Se pueden destacar tres principalmente: los costes salariales, las cotizaciones obligatorias a la Seguridad Social y las percepciones no salariales (entre las que se encuentran las indemnizaciones por despido). De estos tres costes, hay dos cuyas reformas son prioritarias: las cotizaciones a la Seguridad Social y las indemnizaciones por despido. Me voy a centrar en la segunda, el abaratamiento del despido, porque creo que es la más significativa para la empresa. (En cuanto a la necesaria reducción de la cotizaciones a la Seguridad Social por parte de la empresa, hay que decir que realmente sería un beneficio para el trabajador y no tanto para la empresa, ya que lo que la empresa no pagase a la Seguridad Social se lo debería ofrecer necesariamente al trabajador para competir por el factor trabajo, por lo que sus costes laborales acabarían siendo los mismos).

Abaratar el despido hace que la contratación de nuevos trabajadores aumente automáticamente. Esto, que inicialmente puede resultar paradójico, es de fácil explicación: el empresario estará más dispuesto a contratar a nuevos trabajadores si sabe que en tiempos difíciles éstos no supondrán una carga pesadísima (muchas veces insuperable). las razones del despido pueden ser múltiples, desde la mala situación económica de la empresa a la mala actitud y rendimiento del trabajador (ciertamente, todos conocemos casos en que un empleado que lleva muchos años en la empresa deja de rendir lo que se le supone y en muchos casos hasta genera discordia y conflictos con sus compañeros, pero la empresa no puede despedirlo por los altos costes que supondría su despido).

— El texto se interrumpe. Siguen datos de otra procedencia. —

//! Local semantic simplification rules
//!
//! Each rule looks at a single node (and its immediate children) and either
//! leaves it alone or returns a replacement: an existing descendant, or a new,
//! strictly simpler node.  Rules never modify an existing node in place.
use super::evaluate::{evaluate_bool, BoolValue};
use super::PassContext;
use crate::data::ArithmeticOp;
use crate::graph::{Child, DataType, Graph, Node, Op, SwitchCase};

use std::collections::HashSet;

/// Applies [`simplify_node`] to every node reachable from the roots
///
/// Returns the number of replaced nodes.
pub fn simplify(graph: &mut Graph, ctx: &PassContext) -> usize {
    let mut count = 0;
    for node in graph.postorder() {
        // Skip nodes orphaned by an earlier replacement in this pass
        if graph.parent_count(node) == 0 && !graph.is_root(node) {
            continue;
        }
        if let Some(new) = simplify_node(graph, node, ctx) {
            if new != node {
                log::trace!(
                    "semantic: {:?} -> {:?}",
                    graph.op(node).kind(),
                    graph.op(new).kind()
                );
                graph.replace(node, new);
                count += 1;
            }
        }
    }
    if count > 0 {
        log::debug!("semantic pass {} replaced {count} nodes", ctx.pass);
    }
    count
}

fn bool_const(graph: &Graph, c: Child) -> Option<bool> {
    match graph.op(c?) {
        Op::BoolConstant(b) => Some(*b),
        _ => None,
    }
}

fn int_const(graph: &Graph, c: Child) -> Option<i32> {
    match graph.op(c?) {
        Op::IntConstant(i) => Some(*i),
        _ => None,
    }
}

fn scalar_const(graph: &Graph, c: Child) -> Option<f32> {
    match graph.op(c?) {
        Op::ScalarConstant(f) => Some(f.0),
        _ => None,
    }
}

/// Returns a replacement for the given node, or `None` if no rule applies
pub fn simplify_node(
    graph: &mut Graph,
    node: Node,
    ctx: &PassContext,
) -> Option<Node> {
    match graph.op(node).clone() {
        Op::BoolAnd { a, b } => simplify_logic(graph, a, b, true),
        Op::BoolOr { a, b } => simplify_logic(graph, a, b, false),
        Op::BoolNot { a } => {
            let a = a?;
            match graph.op(a) {
                Op::BoolConstant(v) => {
                    let v = !*v;
                    Some(graph.bool_constant(v))
                }
                Op::BoolNot { a: Some(inner) } => Some(*inner),
                _ => None,
            }
        }
        Op::IntEqualConst { value, constant } => {
            let v = int_const(graph, value)?;
            Some(graph.bool_constant(v == constant))
        }
        Op::Arithmetic { ty, op, a, b } => {
            simplify_arithmetic(graph, ty, op, a, b)
        }
        Op::Conditional {
            ty,
            condition,
            yes,
            no,
        } => simplify_conditional(graph, ty, condition, yes, no),
        Op::Switch {
            ty,
            variable,
            default,
            cases,
        } => simplify_switch(graph, node, ty, variable, default, &cases, ctx),

        Op::ImagePixelFormat { source, format } => match graph.op(source?) {
            Op::ImagePixelFormat { source: inner, .. } => {
                let inner = *inner;
                Some(graph.insert(Op::ImagePixelFormat {
                    source: inner,
                    format,
                }))
            }
            Op::ImageConstant(img) if img.format() == format => source,
            _ => None,
        },
        Op::ImageResize { source, size } => match graph.op(source?) {
            Op::ImageResize { source: inner, .. } => {
                let inner = *inner;
                Some(graph.insert(Op::ImageResize {
                    source: inner,
                    size,
                }))
            }
            Op::ImageConstant(img) if img.size() == size => source,
            _ => None,
        },
        Op::MeshMerge { base, added, .. } => match (base, added) {
            (Some(..), None) => base,
            (None, Some(..)) => added,
            _ => None,
        },
        Op::LayoutMerge { base, added } => match (base, added) {
            (Some(..), None) => base,
            (None, Some(..)) => added,
            _ => None,
        },
        Op::MeshAddTags { source, tags } if tags.is_empty() => source,
        _ => None,
    }
}

/// Simplifies `AND` (if `is_and`) or `OR`
fn simplify_logic(
    graph: &mut Graph,
    a: Child,
    b: Child,
    is_and: bool,
) -> Option<Node> {
    let (a, b) = match (a, b) {
        (Some(a), Some(b)) => (a, b),
        (Some(x), None) | (None, Some(x)) => return Some(x),
        (None, None) => return None,
    };
    // The neutral element for AND is `true`; the absorbing element is `false`
    let neutral = is_and;
    for (x, y) in [(a, b), (b, a)] {
        if let Some(v) = bool_const(graph, Some(x)) {
            return Some(if v == neutral { y } else { x });
        }
    }
    if a == b {
        return Some(a);
    }
    for (x, y) in [(a, b), (b, a)] {
        let nested = match graph.op(y) {
            Op::BoolAnd { a: Some(p), b: Some(q) } if is_and => Some((*p, *q)),
            Op::BoolOr { a: Some(p), b: Some(q) } if !is_and => Some((*p, *q)),
            _ => None,
        };
        if let Some((p, q)) = nested {
            if p == x || q == x {
                return Some(y);
            }
        }
        // x AND NOT(x) is false; x OR NOT(x) is true
        if matches!(graph.op(y), Op::BoolNot { a: Some(n) } if *n == x) {
            return Some(graph.bool_constant(!is_and));
        }
    }
    None
}

fn simplify_arithmetic(
    graph: &mut Graph,
    ty: DataType,
    op: ArithmeticOp,
    a: Child,
    b: Child,
) -> Option<Node> {
    match ty {
        DataType::Int => {
            let (ca, cb) = (int_const(graph, a), int_const(graph, b));
            if let (Some(x), Some(y)) = (ca, cb) {
                return op.apply_int(x, y).map(|v| graph.int_constant(v));
            }
            match (op, ca, cb) {
                (ArithmeticOp::Add, Some(0), _)
                | (ArithmeticOp::Mul, Some(1), _) => b,
                (ArithmeticOp::Add | ArithmeticOp::Sub, _, Some(0))
                | (ArithmeticOp::Mul | ArithmeticOp::Div, _, Some(1)) => a,
                _ => None,
            }
        }
        DataType::Scalar => {
            let (ca, cb) = (scalar_const(graph, a), scalar_const(graph, b));
            if let (Some(x), Some(y)) = (ca, cb) {
                let v = op.apply(x, y);
                return v.is_finite().then(|| graph.scalar_constant(v));
            }
            match (op, ca, cb) {
                (ArithmeticOp::Add, Some(x), _) if x == 0.0 => b,
                (ArithmeticOp::Mul, Some(x), _) if x == 1.0 => b,
                (ArithmeticOp::Add | ArithmeticOp::Sub, _, Some(y))
                    if y == 0.0 =>
                {
                    a
                }
                (ArithmeticOp::Mul | ArithmeticOp::Div, _, Some(y))
                    if y == 1.0 =>
                {
                    a
                }
                _ => None,
            }
        }
        _ => None,
    }
}

fn simplify_conditional(
    graph: &mut Graph,
    ty: DataType,
    condition: Child,
    yes: Child,
    no: Child,
) -> Option<Node> {
    let Some(condition) = condition else {
        return no;
    };
    if let Some(v) = bool_const(graph, Some(condition)) {
        return if v { yes } else { no };
    }
    if yes.is_some() && yes == no {
        return yes;
    }

    // Shortcut nested conditionals whose condition is decided by ours
    let mut changed = false;
    let mut branches = [yes, no];
    for (branch, fact) in branches.iter_mut().zip([true, false]) {
        let Some(b) = *branch else { continue };
        let Op::Conditional {
            condition: Some(inner),
            yes: inner_yes,
            no: inner_no,
            ..
        } = graph.op(b)
        else {
            continue;
        };
        let (inner, inner_yes, inner_no) = (*inner, *inner_yes, *inner_no);
        let taken = match evaluate_bool(graph, inner, &[(condition, fact)]) {
            BoolValue::True => inner_yes,
            BoolValue::False => inner_no,
            BoolValue::Unknown => continue,
        };
        if taken.is_some() {
            *branch = taken;
            changed = true;
        }
    }
    changed.then(|| {
        graph.insert(Op::Conditional {
            ty,
            condition: Some(condition),
            yes: branches[0],
            no: branches[1],
        })
    })
}

/// Returns the branch taken by a switch for the given value
fn switch_branch(cases: &[SwitchCase], default: Child, value: i32) -> Child {
    cases
        .iter()
        .find(|c| c.condition == value)
        .map(|c| c.branch)
        .unwrap_or(default)
}

fn simplify_switch(
    graph: &mut Graph,
    node: Node,
    ty: DataType,
    variable: Child,
    default: Child,
    cases: &[SwitchCase],
    ctx: &PassContext,
) -> Option<Node> {
    let Some(variable) = variable else {
        return default;
    };
    if let Some(v) = int_const(graph, Some(variable)) {
        return switch_branch(cases, default, v);
    }
    if cases.is_empty() {
        return default;
    }
    if default.is_some() && cases.iter().all(|c| c.branch == default) {
        return default;
    }

    // Enumerable domain: every possible value routes to the same branch
    if let Op::Parameter { desc, .. } = graph.op(variable) {
        let mut values = desc.possible_values.iter().map(|v| v.value);
        if let Some(first) = values.next() {
            let target = switch_branch(cases, default, first);
            if target.is_some()
                && values.all(|v| switch_branch(cases, default, v) == target)
            {
                return target;
            }
        }
    }

    // Rebuild without duplicate case values (first wins) and without cases
    // that route to the default anyway
    let mut seen = HashSet::new();
    let trimmed = cases
        .iter()
        .filter(|c| seen.insert(c.condition))
        .filter(|c| c.branch != default)
        .copied()
        .collect::<Vec<_>>();
    if trimmed.len() != cases.len() {
        return Some(graph.insert(Op::Switch {
            ty,
            variable: Some(variable),
            default,
            cases: trimmed,
        }));
    }

    // The variable is shared after the first round of deduplication, so the
    // upward walk can rely on handle identity
    if ctx.pass > 0 {
        let forced = forced_switch_value(graph, node, variable)?;
        return switch_branch(cases, default, forced);
    }
    None
}

/// Walks upwards from `node`, checking whether every path from a root passes
/// through a case branch of a switch on `variable` forcing the same value
///
/// Returns that value, or `None` if any path is unforced (reaches a root, or
/// enters through a default branch or a non-switch slot) or if two paths force
/// different values.
pub fn forced_switch_value(
    graph: &Graph,
    node: Node,
    variable: Node,
) -> Option<i32> {
    let mut forced = None;
    let mut seen = HashSet::new();
    let mut todo = vec![node];
    while let Some(n) = todo.pop() {
        if !seen.insert(n) {
            continue;
        }
        if graph.is_root(n) || graph.parent_count(n) == 0 {
            return None;
        }
        let mut parents = graph.parents(n).to_vec();
        parents.sort();
        parents.dedup();
        for p in parents {
            let Op::Switch {
                variable: Some(v),
                default,
                cases,
                ..
            } = graph.op(p)
            else {
                todo.push(p);
                continue;
            };
            if *v != variable {
                todo.push(p);
                continue;
            }
            if *default == Some(n) || *v == n {
                return None;
            }
            let mut values = cases
                .iter()
                .filter(|c| c.branch == Some(n))
                .map(|c| c.condition);
            let value = values.next()?;
            if values.any(|v| v != value) {
                return None;
            }
            match forced {
                None => forced = Some(value),
                Some(f) if f != value => return None,
                Some(..) => (),
            }
        }
    }
    forced
}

Desde luego, el poder llegar a estas dos situaciones y tener que asumir los altos costes de la indemnización de despido supone para el empresario un escenario poco alentador y arriesgado de cara a la contratación de trabajadores. Sin embargo, si el empresario sabe que no deberá incurrir en esos elevados costes laborales, será mucho más proclive a incorporar nuevos trabajadores a la plantilla. En este sentido, hay que darse cuenta que el abaratamiento del despido y el aumento de la contratación son dos caras de la misma moneda. Un marco laboral más flexible no hace que los empleados sean echados, sino que sean contratados.

:: Libertad contractual

Realmente, lo perjudicial de la situación no es que existan las indemnizaciones por despido, sino que éstas no se puedan pactar voluntariamente por las partes. Aquí reside el problema. Las actuales indemnizaciones de despido suponen una injusticia tanto para la empresa como para el trabajador. Para la empresa, porque el único criterio que debería tener en consideración un empresario a la hora de despedir a un trabajador es su productividad, es decir, si cumple bien o mal las tareas pactadas con él en su momento, y no cuanto tiempo lleve en la empresa. Y para el trabajador porque, debido a que las indemnizaciones de despido están ligadas al tiempo de permanencia, en situaciones de dificultad económica para la empresa, se acaba despidiendo a personas más jóvenes o que llevan menos tiempo en la empresa por el único motivo de que cuesta menos despedirlas, aunque estén mejor preparadas o su productividad sea mejor. Además, cualquier empresa responsable hace provisiones en previsión de las futuras indemnizaciones de despido que le puedan surgir, y esto se hace con cargo al salario de los trabajadores.

Ciertamente, el abaratar el despido es una medida antipopular en una sociedad tan dependiente del Estado como la actual, que no ha caído en la cuenta de las nefastas consecuencias para la persona que tiene que el Estado se adueñe ilegítimamente de los asuntos principales de nuestra vida (como, por ejemplo, el trabajo: nuestra libertad para contratar y ganarnos el sustento). Pero el gobierno debería recapacitar qué interesa más, si su popularidad o la prosperidad económica del país. Y ciertamente, sin la eliminación de las indemnizaciones de despido, España será un país menos prospero y, sobre todo, más injusto.